From user ‘allopathy’…
This idea that doctors shun anything that isn’t drugs or surgery is a straw man. Doctors are in the business of giving reliable, proven advice to their patients. Of course that includes things like exercise, preventative care, proper nutrition and stress relief. Yes, there is even room in modern medicine for things like meditation, and positive thinking, so long as we don”t start assigning to them magical powers and overhype their benefits. Modalities must be proven to work under strictly-controlled laboratory conditions. If your treatment-of-choice can’t pass muster, it’s because it doesn”t work. It”s not because “Big Pharma” is conspiring to keep supplement X or method Y off the shelves and out of doctor’s offices.

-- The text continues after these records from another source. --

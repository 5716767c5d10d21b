//! GraphQL-over-WebSocket transport (graphql-transport-ws) with restart.
//!
//! Connections are opened lazily: one per subscription, and one per
//! operation when a client is `websocketsOnly`. Connection params are
//! re-resolved through the params callback on every (re)connect, since a
//! socket can outlive any single token's validity window.

use std::sync::atomic::{AtomicU64, Ordering};
use std::sync::Arc;
use std::time::Duration;

use futures_util::{SinkExt, StreamExt};
use serde::{Deserialize, Serialize};
use tokio::net::TcpStream;
use tokio::sync::{mpsc, watch};
use tokio_stream::wrappers::ReceiverStream;
use tokio_tungstenite::tungstenite::protocol::Message;
use tokio_tungstenite::{connect_async, MaybeTlsStream, WebSocketStream};
use tracing::debug;
use url::Url;

use graphmux_core::{ClientError, GraphqlRequest, GraphqlResponse, WsLinkOptions};

const DEFAULT_CONNECT_TIMEOUT: Duration = Duration::from_secs(30);
const DEFAULT_ACK_TIMEOUT: Duration = Duration::from_secs(10);

/// Callback producing the `connection_init` payload, invoked on every
/// (re)connect attempt.
pub type ConnectionParams = Arc<dyn Fn() -> Option<serde_json::Value> + Send + Sync>;

/// Stream of subscription results.
pub type SubscriptionStream =
    ReceiverStream<Result<GraphqlResponse<serde_json::Value>, ClientError>>;

/// Wire messages of the graphql-transport-ws protocol.
#[derive(Debug, Serialize, Deserialize)]
struct GraphqlWsMessage {
    #[serde(rename = "type")]
    message_type: String,
    #[serde(default, skip_serializing_if = "Option::is_none")]
    id: Option<String>,
    #[serde(default, skip_serializing_if = "Option::is_none")]
    payload: Option<serde_json::Value>,
}

/// WebSocket transport that can be torn down and reopened on demand.
///
/// `restart()` never reconnects in place: it signals every live connection
/// to close and re-handshake with freshly resolved connection params.
/// Signalling goes through a watch channel, so restarts requested while one
/// is pending collapse into a single reconnect.
pub struct RestartableTransport {
    url: String,
    options: WsLinkOptions,
    params: ConnectionParams,
    restart_tx: watch::Sender<u64>,
    next_id: AtomicU64,
}

impl std::fmt::Debug for RestartableTransport {
    fn fmt(&self, f: &mut std::fmt::Formatter<'_>) -> std::fmt::Result {
        f.debug_struct("RestartableTransport")
            .field("url", &self.url)
            .finish_non_exhaustive()
    }
}

impl RestartableTransport {
    /// Create the transport. No socket is opened until first use.
    #[must_use]
    pub fn new(url: impl Into<String>, options: WsLinkOptions, params: ConnectionParams) -> Self {
        let (restart_tx, _) = watch::channel(0);
        Self {
            url: url.into(),
            options,
            params,
            restart_tx,
            next_id: AtomicU64::new(1),
        }
    }

    /// Endpoint this transport connects to.
    #[must_use]
    pub fn url(&self) -> &str {
        &self.url
    }

    /// Tear down and reopen every live connection.
    ///
    /// Safe to call repeatedly; rapid successive restarts produce one
    /// reconnect per live connection, not several.
    pub fn restart(&self) {
        self.restart_tx.send_modify(|generation| *generation = generation.wrapping_add(1));
    }

    fn connect_timeout(&self) -> Duration {
        self.options
            .connect_timeout_secs
            .map_or(DEFAULT_CONNECT_TIMEOUT, Duration::from_secs)
    }

    fn ack_timeout(&self) -> Duration {
        self.options
            .ack_timeout_secs
            .map_or(DEFAULT_ACK_TIMEOUT, Duration::from_secs)
    }

    /// Open a connection and run the `connection_init`/`connection_ack`
    /// handshake with freshly resolved params.
    async fn connect(&self) -> Result<WsSession, ClientError> {
        let url =
            Url::parse(&self.url).map_err(|err| ClientError::protocol(err.to_string()))?;

        let connected =
            tokio::time::timeout(self.connect_timeout(), connect_async(url.as_str()))
                .await
                .map_err(|_| ClientError::protocol("websocket connect timeout"))?;
        let (stream, _response) =
            connected.map_err(|err| ClientError::protocol(format!("websocket connect failed: {err}")))?;
        let mut session = WsSession::new(stream);

        session
            .send_json(&GraphqlWsMessage {
                message_type: "connection_init".to_string(),
                id: None,
                payload: (self.params)(),
            })
            .await?;

        let ack = tokio::time::timeout(self.ack_timeout(), session.recv_data()).await;
        match ack {
            Ok(Ok(Some(message))) => {
                if message.message_type != "connection_ack" {
                    return Err(ClientError::protocol(format!(
                        "expected connection_ack, got {}",
                        message.message_type
                    )));
                }
            }
            Ok(Ok(None)) => {
                return Err(ClientError::protocol("connection closed before ack"));
            }
            Ok(Err(err)) => return Err(err),
            Err(_) => return Err(ClientError::protocol("connection_ack timeout")),
        }

        Ok(session)
    }

    /// Connect and send the `subscribe` frame for one operation.
    async fn start(&self, request: &GraphqlRequest) -> Result<(WsSession, String), ClientError> {
        let mut session = self.connect().await?;
        let id = self.next_id.fetch_add(1, Ordering::Relaxed).to_string();
        session
            .send_json(&GraphqlWsMessage {
                message_type: "subscribe".to_string(),
                id: Some(id.clone()),
                payload: Some(request.body()),
            })
            .await?;
        Ok((session, id))
    }

    /// Dispatch a query or mutation over the socket and wait for its single
    /// result. Used when a client is `websocketsOnly`.
    pub async fn execute(
        &self,
        request: &GraphqlRequest,
    ) -> Result<GraphqlResponse<serde_json::Value>, ClientError> {
        let (mut session, _id) = self.start(request).await?;
        loop {
            let Some(message) = session.recv_data().await? else {
                return Err(ClientError::protocol("connection closed before a result"));
            };
            match message.message_type.as_str() {
                "next" => {
                    let payload = message
                        .payload
                        .ok_or_else(|| ClientError::protocol("next frame without payload"))?;
                    let response = serde_json::from_value(payload)?;
                    let _ = session.close().await;
                    return Ok(response);
                }
                "error" => return Err(ClientError::graphql(decode_errors(message.payload))),
                "complete" => {
                    return Err(ClientError::protocol("operation completed without a result"))
                }
                "ping" => session.send_pong(message).await?,
                other => {
                    return Err(ClientError::protocol(format!(
                        "unexpected websocket message: {other}"
                    )))
                }
            }
        }
    }

    /// Open a subscription. The stream stays live across `restart()`:
    /// the task closes its socket, re-handshakes, and re-subscribes.
    pub async fn subscribe(
        self: Arc<Self>,
        request: GraphqlRequest,
    ) -> Result<SubscriptionStream, ClientError> {
        let (mut session, mut id) = self.start(&request).await?;
        let mut restart_rx = self.restart_tx.subscribe();
        let (tx, rx) = mpsc::channel(16);

        tokio::spawn(async move {
            loop {
                tokio::select! {
                    changed = restart_rx.changed() => {
                        if changed.is_err() {
                            break;
                        }
                        debug!(url = self.url.as_str(), "restarting websocket connection");
                        let _ = session.close().await;
                        match self.start(&request).await {
                            Ok((next, next_id)) => {
                                session = next;
                                id = next_id;
                            }
                            Err(err) => {
                                let _ = tx.send(Err(err)).await;
                                break;
                            }
                        }
                    }
                    message = session.recv_data() => {
                        match message {
                            Ok(Some(frame)) => {
                                if frame.id.as_deref().is_some_and(|frame_id| frame_id != id) {
                                    continue;
                                }
                                match frame.message_type.as_str() {
                                    "next" => {
                                        let Some(payload) = frame.payload else { continue };
                                        let parsed = serde_json::from_value(payload)
                                            .map_err(|err: serde_json::Error| ClientError::Json(err.to_string()));
                                        let stop = parsed.is_err();
                                        if tx.send(parsed).await.is_err() || stop {
                                            break;
                                        }
                                    }
                                    "error" => {
                                        let _ = tx
                                            .send(Err(ClientError::graphql(decode_errors(frame.payload))))
                                            .await;
                                        break;
                                    }
                                    "complete" => break,
                                    "ping" => {
                                        if session.send_pong(frame).await.is_err() {
                                            break;
                                        }
                                    }
                                    _ => {}
                                }
                            }
                            Ok(None) => break,
                            Err(err) => {
                                let _ = tx.send(Err(err)).await;
                                break;
                            }
                        }
                    }
                }
            }
        });

        Ok(ReceiverStream::new(rx))
    }
}

fn decode_errors(payload: Option<serde_json::Value>) -> Vec<graphmux_core::GraphqlError> {
    payload
        .and_then(|value| {
            if value.is_array() {
                serde_json::from_value(value).ok()
            } else {
                serde_json::from_value(value).ok().map(|err| vec![err])
            }
        })
        .unwrap_or_default()
}

/// One live socket with protocol-level send/receive helpers.
struct WsSession {
    inner: WebSocketStream<MaybeTlsStream<TcpStream>>,
    closed: bool,
}

impl WsSession {
    const fn new(inner: WebSocketStream<MaybeTlsStream<TcpStream>>) -> Self {
        Self {
            inner,
            closed: false,
        }
    }

    async fn send_json(&mut self, message: &GraphqlWsMessage) -> Result<(), ClientError> {
        let text = serde_json::to_string(message)?;
        self.inner
            .send(Message::Text(text.into()))
            .await
            .map_err(|err| ClientError::protocol(err.to_string()))
    }

    async fn send_pong(&mut self, ping: GraphqlWsMessage) -> Result<(), ClientError> {
        self.send_json(&GraphqlWsMessage {
            message_type: "pong".to_string(),
            id: ping.id,
            payload: ping.payload,
        })
        .await
    }

    /// Receive the next protocol frame, transparently answering
    /// socket-level pings. `None` means the connection ended.
    async fn recv_data(&mut self) -> Result<Option<GraphqlWsMessage>, ClientError> {
        if self.closed {
            return Ok(None);
        }
        loop {
            match self.inner.next().await {
                Some(Ok(Message::Text(text))) => {
                    return serde_json::from_str(text.as_ref())
                        .map(Some)
                        .map_err(|err| ClientError::Json(err.to_string()));
                }
                Some(Ok(Message::Binary(bytes))) => {
                    return serde_json::from_slice(bytes.as_ref())
                        .map(Some)
                        .map_err(|err| ClientError::Json(err.to_string()));
                }
                Some(Ok(Message::Ping(payload))) => {
                    self.inner
                        .send(Message::Pong(payload))
                        .await
                        .map_err(|err| ClientError::protocol(err.to_string()))?;
                }
                Some(Ok(Message::Pong(_) | Message::Frame(_))) => {}
                Some(Ok(Message::Close(_))) | None => {
                    self.closed = true;
                    return Ok(None);
                }
                Some(Err(err)) => {
                    self.closed = true;
                    return Err(ClientError::protocol(err.to_string()));
                }
            }
        }
    }

    async fn close(&mut self) -> Result<(), ClientError> {
        if !self.closed {
            self.closed = true;
            self.inner
                .close(None)
                .await
                .map_err(|err| ClientError::protocol(err.to_string()))?;
        }
        Ok(())
    }
}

Our health care system is far from perfect and has many flaws. This doesn”t mean the treatment itself is bogus. To say otherwise, as Mr. Chopra has done, is to confuse two completely separate issues.
Additionally, to say that science ignores anecdotal evidence is completely wrong. Anecdotal evidence is the starting point for in-depth research, but it is not, nor should it be, the final word. As Mr. Chopra pointed out, the placebo effect comes into play 30% of the time. We need to be able to separate the placebo effect from the actual effect. The human mind is more fallible then we imagine, making anecdotal evidence suspect. We must take extraordinary care when dealing with such claims, and only through rigorous, controlled research protocols can we get to the truth.
Allopathy, Ah, I remember the heady days when I started the evidence-based-medicine club at a major teaching university. So full of hope I was that we as a profession would only apply “modalities …proven to work under strictly laboratory conditions”.
But the only things that can be tested well with a double-blind-placebo-controled-multi-center (DBPCMC) study are single, simple interventions like drugs or a single nutrient, and rarely a surgical procedure. It is too simple of a model for complex, interconnected, dynamic humans. Humans adapt, humans heal, humans bring bias to the treatment room.
It (a DBPCMC) is like studying the effects of a single parenting behavior upon the effect of the behavior of the grown child… It takes huge studies many years, many dollars, to find a statistically significant change that may have no bearing on actual clinical outcomes in that individual!
What is the job of a doctor? If it is to be the dispassionate and ‘correct’ expert advisor then your approach is correct. I have chosen to believe that my job as a doctor is to act in the best interest of my patients, to be more of a healer than technician, to honor the evidence, but never quit asking WHY and to let individual RESULTS be the sine qua non of my success in this realm.